# Task directions
Each line of the listing that includes "already" should be reported.

BEGIN Provided information

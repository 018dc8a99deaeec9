#![forbid(unsafe_code)]

//! Runtime configuration.
//!
//! Defaults are usable as-is. [`ObjectConfig::from_env`] layers the
//! `PROPEL_*` environment variables on top:
//!
//! | Variable             | Values                  | Default |
//! |----------------------|-------------------------|---------|
//! | `PROPEL_STORE`       | `hash`, `linear`        | `hash`  |
//! | `PROPEL_LOG_CHANGES` | `1`/`true`, `0`/`false` | `false` |
//!
//! Unparseable values are reported with a `warn` event and ignored.

use std::borrow::Cow;
use std::env;

use crate::error::ConfigError;
use crate::store::StoreKind;

/// Environment variable selecting the default store.
pub const ENV_STORE: &str = "PROPEL_STORE";
/// Environment variable enabling per-commit debug events.
pub const ENV_LOG_CHANGES: &str = "PROPEL_LOG_CHANGES";

/// Settings for a new [`ReactiveObject`](crate::ReactiveObject).
#[derive(Debug, Clone, PartialEq, Eq, Default)]
pub struct ObjectConfig {
    /// Store backing the object's property values.
    pub store: StoreKind,
    /// Emit a `debug` event for every committed change instead of `trace`.
    pub log_changes: bool,
}

impl ObjectConfig {
    /// Default configuration.
    #[must_use]
    pub fn new() -> Self {
        Self::default()
    }

    /// Choose the store kind.
    #[must_use]
    pub fn with_store(mut self, store: StoreKind) -> Self {
        self.store = store;
        self
    }

    /// Enable or disable per-commit debug events.
    #[must_use]
    pub fn with_log_changes(mut self, enabled: bool) -> Self {
        self.log_changes = enabled;
        self
    }

    /// Defaults overridden by the process environment.
    #[must_use]
    pub fn from_env() -> Self {
        Self::from_lookup(|key| env::var(key).ok())
    }

    /// Defaults overridden by `lookup`, which maps a variable name to its
    /// value.
    #[must_use]
    pub fn from_lookup(lookup: impl Fn(&str) -> Option<String>) -> Self {
        let mut config = Self::default();
        if let Some(val) = lookup(ENV_STORE) {
            match val.parse() {
                Ok(store) => config.store = store,
                Err(err) => tracing::warn!(%err, "ignoring {ENV_STORE}"),
            }
        }
        if let Some(val) = lookup(ENV_LOG_CHANGES) {
            match parse_bool(ENV_LOG_CHANGES, &val) {
                Ok(enabled) => config.log_changes = enabled,
                Err(err) => tracing::warn!(%err, "ignoring {ENV_LOG_CHANGES}"),
            }
        }
        config
    }
}

/// Settings for an [`AsyncCommand`](crate::AsyncCommand).
#[derive(Debug, Clone, PartialEq, Eq)]
pub struct CommandConfig {
    /// Let invocations overlap instead of disabling the command while one
    /// is running.
    pub allow_concurrent: bool,
    /// Name recorded on the command's tracing spans.
    pub label: Cow<'static, str>,
}

impl Default for CommandConfig {
    fn default() -> Self {
        Self {
            allow_concurrent: false,
            label: Cow::Borrowed("command"),
        }
    }
}

impl CommandConfig {
    /// Default configuration.
    #[must_use]
    pub fn new() -> Self {
        Self::default()
    }

    /// Allow overlapping invocations.
    #[must_use]
    pub fn with_allow_concurrent(mut self, allow: bool) -> Self {
        self.allow_concurrent = allow;
        self
    }

    /// Set the span label.
    #[must_use]
    pub fn with_label(mut self, label: impl Into<Cow<'static, str>>) -> Self {
        self.label = label.into();
        self
    }
}

pub(crate) fn parse_bool(key: &'static str, value: &str) -> Result<bool, ConfigError> {
    match value.trim() {
        "1" => Ok(true),
        "0" | "" => Ok(false),
        v if v.eq_ignore_ascii_case("true") || v.eq_ignore_ascii_case("yes") => Ok(true),
        v if v.eq_ignore_ascii_case("false") || v.eq_ignore_ascii_case("no") => Ok(false),
        _ => Err(ConfigError::InvalidBool {
            key,
            value: value.to_owned(),
        }),
    }
}
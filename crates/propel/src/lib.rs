#![forbid(unsafe_code)]

//! Propel public facade crate.
//!
//! Re-exports the stream primitives and the view-model engine under one
//! name. Most applications only need `use propel::prelude::*`.

pub use propel_core as core;
pub use propel_runtime as runtime;

pub mod prelude {
    pub use propel_core::{
        BehaviorSubject, Disposable, DisposeBag, SharedSource, Source, StreamError, Subject,
        Subscription,
    };
    pub use propel_runtime::{
        AsyncCommand, Changed, Changing, Link, ObjectConfig, ObjectType, Property, PropertyPath,
        Reactive, ReactiveObject,
    };

    pub use propel_core as core;
    pub use propel_runtime as runtime;
}
#![forbid(unsafe_code)]

//! Hot multicast stream with completion and error channels.
//!
//! # Design
//!
//! [`Subject<T>`] keeps its observers in shared, reference-counted storage
//! (`Rc<RefCell<..>>`). Observers are stored as `Weak` references; the strong
//! side lives in the [`Subscription`] handed back to the caller.
//!
//! # Performance
//!
//! | Operation     | Complexity                  |
//! |---------------|-----------------------------|
//! | `next()`      | O(S) where S = observers    |
//! | `subscribe()` | O(1) amortized              |
//! | `complete()`  | O(S)                        |
//!
//! # Failure Modes
//!
//! - **Emission after termination**: ignored. A subject that completed or
//!   errored stays terminated.
//! - **Subscriber leak**: observers whose `Subscription` was dropped stay in
//!   the list until the next emission prunes them.

use std::cell::RefCell;
use std::fmt;
use std::rc::{Rc, Weak};

use crate::error::StreamError;
use crate::source::Source;
use crate::subscription::{Observer, Subscription};

#[derive(Clone)]
enum Terminal {
    Completed,
    Error(StreamError),
}

impl Terminal {
    fn deliver<T>(&self, observer: &Observer<T>) {
        match self {
            Self::Completed => observer.completed(),
            Self::Error(err) => observer.error(err),
        }
    }
}

struct SubjectInner<T> {
    observers: Vec<Weak<Observer<T>>>,
    terminal: Option<Terminal>,
    emitted: u64,
}

/// A hot stream: values pushed with [`next`](Subject::next) go to every
/// observer subscribed at that moment, in subscription order.
///
/// Cloning a `Subject` creates another handle to the **same** stream.
pub struct Subject<T> {
    inner: Rc<RefCell<SubjectInner<T>>>,
}

impl<T> Clone for Subject<T> {
    fn clone(&self) -> Self {
        Self {
            inner: Rc::clone(&self.inner),
        }
    }
}

impl<T> fmt::Debug for Subject<T> {
    fn fmt(&self, f: &mut fmt::Formatter<'_>) -> fmt::Result {
        let inner = self.inner.borrow();
        f.debug_struct("Subject")
            .field("observers", &inner.observers.len())
            .field("emitted", &inner.emitted)
            .field(
                "terminal",
                &inner.terminal.as_ref().map(|t| match t {
                    Terminal::Completed => "completed",
                    Terminal::Error(_) => "error",
                }),
            )
            .finish()
    }
}

impl<T: 'static> Default for Subject<T> {
    fn default() -> Self {
        Self::new()
    }
}

impl<T: 'static> Subject<T> {
    /// Create a subject with no observers.
    #[must_use]
    pub fn new() -> Self {
        Self {
            inner: Rc::new(RefCell::new(SubjectInner {
                observers: Vec::new(),
                terminal: None,
                emitted: 0,
            })),
        }
    }

    /// Create a subject that is already completed.
    #[must_use]
    pub fn completed() -> Self {
        let subject = Self::new();
        subject.complete();
        subject
    }

    /// Push an owned value to every live observer.
    pub fn next(&self, value: T) {
        self.emit(&value);
    }

    /// Push a value by reference to every live observer.
    ///
    /// Observers that unsubscribe during this dispatch are not called after
    /// their subscription is dropped. Observers added during the dispatch
    /// first see the next emission.
    pub fn emit(&self, value: &T) {
        let observers = {
            let mut inner = self.inner.borrow_mut();
            if inner.terminal.is_some() {
                return;
            }
            inner.observers.retain(|w| w.strong_count() > 0);
            inner.emitted += 1;
            inner.observers.clone()
        };
        for weak in &observers {
            if let Some(observer) = weak.upgrade() {
                observer.next(value);
            }
        }
    }

    /// Terminate the stream with an error.
    pub fn error(&self, err: StreamError) {
        self.terminate(Terminal::Error(err));
    }

    /// Terminate the stream normally.
    pub fn complete(&self) {
        self.terminate(Terminal::Completed);
    }

    fn terminate(&self, terminal: Terminal) {
        let observers = {
            let mut inner = self.inner.borrow_mut();
            if inner.terminal.is_some() {
                return;
            }
            inner.terminal = Some(terminal.clone());
            std::mem::take(&mut inner.observers)
        };
        for weak in &observers {
            if let Some(observer) = weak.upgrade() {
                terminal.deliver(&observer);
            }
        }
    }

    /// Whether the stream completed or errored.
    #[must_use]
    pub fn is_terminated(&self) -> bool {
        self.inner.borrow().terminal.is_some()
    }

    /// The error that terminated the stream, if any.
    #[must_use]
    pub fn terminal_error(&self) -> Option<StreamError> {
        match &self.inner.borrow().terminal {
            Some(Terminal::Error(err)) => Some(err.clone()),
            _ => None,
        }
    }

    /// Number of registered observers, including dropped ones not yet pruned.
    #[must_use]
    pub fn observer_count(&self) -> usize {
        self.inner.borrow().observers.len()
    }

    /// Whether at least one observer is still subscribed.
    #[must_use]
    pub fn has_observers(&self) -> bool {
        self.inner
            .borrow()
            .observers
            .iter()
            .any(|w| w.strong_count() > 0)
    }

    /// Number of values emitted so far.
    #[must_use]
    pub fn emitted(&self) -> u64 {
        self.inner.borrow().emitted
    }

    /// Register an already shared observer.
    ///
    /// A terminated subject delivers its terminal signal immediately and
    /// returns an empty subscription.
    pub fn subscribe_shared(&self, observer: Rc<Observer<T>>) -> Subscription {
        let terminal = self.inner.borrow().terminal.clone();
        if let Some(terminal) = terminal {
            terminal.deliver(&observer);
            return Subscription::empty();
        }
        self.inner
            .borrow_mut()
            .observers
            .push(Rc::downgrade(&observer));
        Subscription::from_guard(observer)
    }
}

impl<T: 'static> Source<T> for Subject<T> {
    fn subscribe_with(&self, observer: Observer<T>) -> Subscription {
        self.subscribe_shared(Rc::new(observer))
    }
}

// ---------------------------------------------------------------------------
// Tests
// ---------------------------------------------------------------------------
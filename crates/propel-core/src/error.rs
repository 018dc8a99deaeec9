#![forbid(unsafe_code)]

//! Error value carried on a stream's error channel.

use std::error::Error;
use std::fmt;
use std::rc::Rc;

use thiserror::Error;

/// Plain-text error used by [`StreamError::msg`].
#[derive(Debug, Error)]
#[error("{0}")]
struct Message(String);

/// A cloneable, type-erased error delivered to observers.
///
/// Errors are shared (`Rc`) because one failure fans out to every observer
/// of the stream that carried it.
#[derive(Clone)]
pub struct StreamError {
    inner: Rc<dyn Error + 'static>,
}

impl StreamError {
    /// Wrap an arbitrary error.
    pub fn new<E: Error + 'static>(err: E) -> Self {
        Self {
            inner: Rc::new(err),
        }
    }

    /// Create an error from a plain message.
    pub fn msg(message: impl Into<String>) -> Self {
        Self::new(Message(message.into()))
    }

    /// The wrapped error.
    #[must_use]
    pub fn get(&self) -> &(dyn Error + 'static) {
        &*self.inner
    }

    /// Downcast to the concrete error type, if it matches.
    #[must_use]
    pub fn downcast_ref<E: Error + 'static>(&self) -> Option<&E> {
        self.inner.downcast_ref::<E>()
    }

    /// Whether both handles refer to the same error instance.
    #[must_use]
    pub fn ptr_eq(&self, other: &Self) -> bool {
        Rc::ptr_eq(&self.inner, &other.inner)
    }
}

impl fmt::Debug for StreamError {
    fn fmt(&self, f: &mut fmt::Formatter<'_>) -> fmt::Result {
        f.debug_tuple("StreamError").field(&self.inner).finish()
    }
}

impl fmt::Display for StreamError {
    fn fmt(&self, f: &mut fmt::Formatter<'_>) -> fmt::Result {
        fmt::Display::fmt(&self.inner, f)
    }
}
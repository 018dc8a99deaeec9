#![forbid(unsafe_code)]

//! Error types for the runtime.

use thiserror::Error;

use crate::property::PropertyId;

/// A property chain that cannot be observed from the given root.
///
/// Returned synchronously when a path observer is constructed; a valid
/// chain never fails later.
#[derive(Debug, Clone, PartialEq, Eq, Error)]
pub enum ChainError {
    #[error("property chain is empty")]
    Empty,

    #[error("{property} is not declared on root type {root}")]
    NotOnRootType {
        property: PropertyId,
        root: &'static str,
    },

    #[error("{property} does not refer to a reactive object and cannot be followed")]
    NotALink { property: PropertyId },

    #[error("{property} is not declared on {expected}, the type the previous link refers to")]
    WrongOwner {
        property: PropertyId,
        expected: &'static str,
    },

    #[error("{property} holds {found}, not {expected}")]
    TerminalType {
        property: PropertyId,
        expected: &'static str,
        found: &'static str,
    },
}

/// Invalid runtime configuration value.
#[derive(Debug, Clone, PartialEq, Eq, Error)]
pub enum ConfigError {
    #[error("unknown store kind {0:?} (expected \"hash\" or \"linear\")")]
    UnknownStore(String),

    #[error("invalid boolean {value:?} for {key}")]
    InvalidBool { key: &'static str, value: String },
}

/// Result alias for chain validation.
pub type ChainResult<T> = Result<T, ChainError>;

END Provided information

# Result
    /// Create a subject that is already completed.
    /// Register an already shared observer.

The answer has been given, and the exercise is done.